Use GatedFieldMixin to gate configuration fields based on whether an analyzed field supports them. This enables provider-agnostic, model-aware validation with sensible defaults and clear errors.

How It Works#

  • Detection keys: The mixin scans keys specified on the instance to identify values used to determine if the field is supported.

  • Selection modes: Provide exactly one of the following when subclassing:

    • unsupported: A sequence of compiled regex patterns that mark the detector field where the mixin’s field is not supported.

    • supported: A sequence of compiled regex patterns that mark the detector field where the mixin’s field is supported.

  • Behavior:

    • Supported and value not provided → sets default_if_supported.

    • Supported and value provided → keeps the provided value (and performs all other validations if defined).

    • Unsupported and value provided → raises a validation error.

    • Unsupported and value not provided → leaves the field as None.

    • No detection keys present → applies default_if_supported.

Implementing a Gated Field#

import re
from pydantic import BaseModel, Field
from nat.data_models.gated_field_mixin import GatedFieldMixin

class FrequencyPenaltyMixin(
    BaseModel,
    GatedFieldMixin,
    field_name="frequency_penalty",
    default_if_supported=0.0,
    keys=("model_name", "model", "azure_deployment"),
    supported=(re.compile(r"^gpt-4.*$", re.IGNORECASE),),
):
    frequency_penalty: float | None = Field(default=None, ge=0.0, le=2.0)

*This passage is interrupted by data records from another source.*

// =============================================================================
// Runtime Settings — the process-level settings map from spec §6, hot
// reloadable and persisted with an atomic write
// =============================================================================
//
// Every tunable parameter the scheduler/engine needs lives here so the engine
// can be reconfigured without a restart. Persistence uses the teacher's
// atomic tmp + rename pattern to prevent corruption on crash. Every field
// carries a `#[serde(default = "...")]` so that adding new settings never
// breaks loading an older settings file.

use std::path::Path;

use anyhow::{Context, Result};
use serde::{Deserialize, Serialize};
use tracing::info;

fn default_paper_bot_initial_balance() -> f64 {
    10_000.0
}

fn default_live_bot_initial_balance() -> f64 {
    0.0
}

fn default_turn_interval_ms() -> u64 {
    60_000
}

fn default_refresh_interval_ms() -> u64 {
    5_000
}

fn default_minimum_trade_size_usd() -> f64 {
    10.0
}

fn default_symbol_cooldown_ms() -> u64 {
    5 * 60_000
}

fn default_minimum_position_duration_ms() -> u64 {
    30_000
}

fn default_trading_symbols() -> Vec<String> {
    vec![
        "BTCUSDT".to_string(),
        "ETHUSDT".to_string(),
        "SOLUSDT".to_string(),
        "BNBUSDT".to_string(),
        "XRPUSDT".to_string(),
    ]
}

fn default_max_bots() -> u32 {
    100
}

fn default_max_positions_per_bot() -> u32 {
    3
}

fn default_data_retention_days() -> u32 {
    90
}

fn default_session_timeout_hours() -> u32 {
    24
}

fn default_summary_token_budget() -> u32 {
    25_000
}

fn default_summary_min_new_decisions() -> u32 {
    10
}

fn default_entry_fee_rate() -> f64 {
    0.0003
}

fn default_exit_fee_rate() -> f64 {
    0.0003
}

fn default_maintenance_margin_rate() -> f64 {
    0.005
}

/// The enumerated settings map of spec §6. Unrecognized keys sent to
/// `PUT /settings/:key` are rejected by the API layer (spec §9 design note);
/// this struct is the full, closed set of keys the system understands.
#[derive(Debug, Clone, Serialize, Deserialize)]
pub struct Settings {
    #[serde(default = "default_paper_bot_initial_balance")]
    pub paper_bot_initial_balance: f64,

    #[serde(default = "default_live_bot_initial_balance")]
    pub live_bot_initial_balance: f64,

    #[serde(default = "default_turn_interval_ms")]
    pub turn_interval_ms: u64,

    #[serde(default = "default_refresh_interval_ms")]
    pub refresh_interval_ms: u64,

    #[serde(default = "default_minimum_trade_size_usd")]
    pub minimum_trade_size_usd: f64,

    #[serde(default = "default_symbol_cooldown_ms")]
    pub symbol_cooldown_ms: u64,

    #[serde(default = "default_minimum_position_duration_ms")]
    pub minimum_position_duration_ms: u64,

    #[serde(default = "default_trading_symbols")]
    pub trading_symbols: Vec<String>,

    #[serde(default = "default_max_bots")]
    pub max_bots: u32,

    #[serde(default = "default_max_positions_per_bot")]
    pub max_positions_per_bot: u32,

    #[serde(default = "default_data_retention_days")]
    pub data_retention_days: u32,

    #[serde(default = "default_session_timeout_hours")]
    pub session_timeout_hours: u32,

    #[serde(default = "default_summary_token_budget")]
    pub summary_token_budget: u32,

    #[serde(default = "default_summary_min_new_decisions")]
    pub summary_min_new_decisions: u32,

    #[serde(default = "default_entry_fee_rate")]
    pub entry_fee_rate: f64,

    #[serde(default = "default_exit_fee_rate")]
    pub exit_fee_rate: f64,

    #[serde(default = "default_maintenance_margin_rate")]
    pub maintenance_margin_rate: f64,
}

impl Default for Settings {
    fn default() -> Self {
        Self {
            paper_bot_initial_balance: default_paper_bot_initial_balance(),
            live_bot_initial_balance: default_live_bot_initial_balance(),
            turn_interval_ms: default_turn_interval_ms(),
            refresh_interval_ms: default_refresh_interval_ms(),
            minimum_trade_size_usd: default_minimum_trade_size_usd(),
            symbol_cooldown_ms: default_symbol_cooldown_ms(),
            minimum_position_duration_ms: default_minimum_position_duration_ms(),
            trading_symbols: default_trading_symbols(),
            max_bots: default_max_bots(),
            max_positions_per_bot: default_max_positions_per_bot(),
            data_retention_days: default_data_retention_days(),
            session_timeout_hours: default_session_timeout_hours(),
            summary_token_budget: default_summary_token_budget(),
            summary_min_new_decisions: default_summary_min_new_decisions(),
            entry_fee_rate: default_entry_fee_rate(),
            exit_fee_rate: default_exit_fee_rate(),
            maintenance_margin_rate: default_maintenance_margin_rate(),
        }
    }
}

impl Settings {
    /// Load settings from a JSON file at `path`, falling back to defaults if
    /// the file is absent (the caller logs the fallback).
    pub fn load(path: impl AsRef<Path>) -> Result<Self> {
        let path = path.as_ref();
        let content = std::fs::read_to_string(path)
            .with_context(|| format!("failed to read settings from {}", path.display()))?;
        let settings: Self = serde_json::from_str(&content)
            .with_context(|| format!("failed to parse settings from {}", path.display()))?;
        info!(path = %path.display(), "runtime settings loaded");
        Ok(settings)
    }

    /// Persist settings to `path` using an atomic write (write to `.tmp`,
    /// then rename) — prevents corruption if the process crashes mid-write.
    pub fn save(&self, path: impl AsRef<Path>) -> Result<()> {
        let path = path.as_ref();
        let content =
            serde_json::to_string_pretty(self).context("failed to serialise settings to JSON")?;

        let tmp_path = path.with_extension("json.tmp");
        std::fs::write(&tmp_path, &content)
            .with_context(|| format!("failed to write tmp settings to {}", tmp_path.display()))?;
        std::fs::rename(&tmp_path, path)
            .with_context(|| format!("failed to rename tmp settings to {}", path.display()))?;

        info!(path = %path.display(), "runtime settings saved (atomic)");
        Ok(())
    }

    /// Recognized setting keys, used to reject unknown keys on `PUT
    /// /settings/:key` (spec §9: "unrecognized keys are rejected on write").
    pub fn known_keys() -> &'static [&'static str] {
        &[
            "paper_bot_initial_balance",
            "live_bot_initial_balance",
            "turn_interval_ms",
            "refresh_interval_ms",
            "minimum_trade_size_usd",
            "symbol_cooldown_ms",
            "minimum_position_duration_ms",
            "trading_symbols",
            "max_bots",
            "max_positions_per_bot",
            "data_retention_days",
            "session_timeout_hours",
            "summary_token_budget",
            "summary_min_new_decisions",
            "entry_fee_rate",
            "exit_fee_rate",
            "maintenance_margin_rate",
        ]
    }

    /// Apply a single key/value update, returning an error for unknown keys
    /// or mistyped values.
    pub fn set_key(&mut self, key: &str, value: serde_json::Value) -> Result<(), String> {
        let mut as_map = serde_json::to_value(&self).map_err(|e| e.to_string())?;
        {
            let obj = as_map.as_object_mut().expect("Settings serializes to an object");
            if !obj.contains_key(key) {
                return Err(format!("unrecognized setting key: {key}"));
            }
            obj.insert(key.to_string(), value);
        }
        *self = serde_json::from_value(as_map).map_err(|e| e.to_string())?;
        Ok(())
    }
}

/// Process-level bootstrap configuration, read from the environment at
/// start-up (teacher's `main.rs` env-lookup-with-fallback pattern).
#[derive(Debug, Clone)]
pub struct ProcessConfig {
    pub bind_addr: String,
    pub db_path: String,
    pub settings_path: String,
    pub jwt_secret: String,
    pub vault_master_key: String,
    pub cors_origins: Vec<String>,
}

impl ProcessConfig {
    pub fn from_env() -> Self {
        let bind_addr =
            std::env::var("BIND_ADDR").unwrap_or_else(|_| "0.0.0.0:8080".to_string());
        let db_path = std::env::var("DATABASE_PATH").unwrap_or_else(|_| "arena.db".to_string());
        let settings_path =
            std::env::var("SETTINGS_PATH").unwrap_or_else(|_| "settings.json".to_string());
        let jwt_secret = std::env::var("JWT_SECRET").unwrap_or_else(|_| {
            tracing::warn!("JWT_SECRET not set, using an insecure development default");
            "dev-insecure-jwt-secret".to_string()
        });
        let vault_master_key = std::env::var("VAULT_MASTER_KEY").unwrap_or_else(|_| {
            tracing::warn!("VAULT_MASTER_KEY not set, using an insecure development default");
            "dev-insecure-vault-master-key-32b".to_string()
        });
        let cors_origins = std::env::var("CORS_ORIGINS")
            .map(|v| v.split(',').map(|s| s.trim().to_string()).collect())
            .unwrap_or_default();

        Self {
            bind_addr,
            db_path,
            settings_path,
            jwt_secret,
            vault_master_key,
            cors_origins,
        }
    }
}

#[cfg(test)]
mod tests {
    use super::*;

    #[test]
    fn default_settings_have_expected_values() {
        let s = Settings::default();
        assert_eq!(s.paper_bot_initial_balance, 10_000.0);
        assert_eq!(s.trading_symbols.len(), 5);
        assert_eq!(s.summary_token_budget, 25_000);
        assert_eq!(s.summary_min_new_decisions, 10);
        assert!((s.entry_fee_rate - 0.0003).abs() < f64::EPSILON);
    }

    #[test]
    fn deserialise_empty_json_uses_defaults() {
        let s: Settings = serde_json::from_str("{}").unwrap();
        assert_eq!(s.max_bots, 100);
        assert_eq!(s.symbol_cooldown_ms, 300_000);
    }

    #[test]
    fn deserialise_partial_json_fills_defaults() {
        let json = r#"{ "turn_interval_ms": 30000 }"#;
        let s: Settings = serde_json::from_str(json).unwrap();
        assert_eq!(s.turn_interval_ms, 30_000);
        assert_eq!(s.refresh_interval_ms, 5_000);
    }

    #[test]
    fn set_key_rejects_unknown_key() {
        let mut s = Settings::default();
        let err = s.set_key("not_a_real_key", serde_json::json!(1)).unwrap_err();
        assert!(err.contains("unrecognized"));
    }

    #[test]
    fn set_key_updates_recognized_key() {
        let mut s = Settings::default();
        s.set_key("turn_interval_ms", serde_json::json!(15000)).unwrap();
        assert_eq!(s.turn_interval_ms, 15000);
    }

    #[test]
    fn roundtrip_serialisation() {
        let s = Settings::default();
        let json = serde_json::to_string(&s).unwrap();
        let s2: Settings = serde_json::from_str(&json).unwrap();
        assert_eq!(s.trading_symbols, s2.trading_symbols);
        assert_eq!(s.max_bots, s2.max_bots);
    }
}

Overriding Detection Keys#

class AzureOnlyMixin(
    BaseModel,
    GatedFieldMixin,
    field_name="some_param",
    default_if_supported=1,
    keys=("azure_deployment",),
    unsupported=(re.compile(r"gpt-?5", re.IGNORECASE),),
):
    some_param: int | None = Field(default=None)
    azure_deployment: str

Built-in Gated Mixins#

  • TemperatureMixin

    • Field: temperature in [0, 1]

    • Default when supported: 0.0

    • Not supported on GPT-5 models

  • TopPMixin

    • Field: top_p in [0, 1]

    • Default when supported: 1.0

    • Not supported on GPT-5 models

  • ThinkingMixin

    • Field: thinking: bool | None

    • Default when supported: None (use model default)

    • Only currently supported on Nemotron models

Example: Integrating into a Provider Configuration#

from pydantic import BaseModel, Field
from nat.data_models.temperature_mixin import TemperatureMixin
from nat.data_models.top_p_mixin import TopPMixin

class MyProviderConfig(BaseModel, TemperatureMixin, TopPMixin):
    model_name: str = Field(...)
    # temperature and top_p are now validated and defaulted based on model support

Best Practices#

  • Use supported for allowlist and unsupported for denylist; do not set both.

  • Keep regex patterns specific (anchor with ^ and $ when appropriate).

  • If your config uses a non-standard model identifier field, set keys accordingly.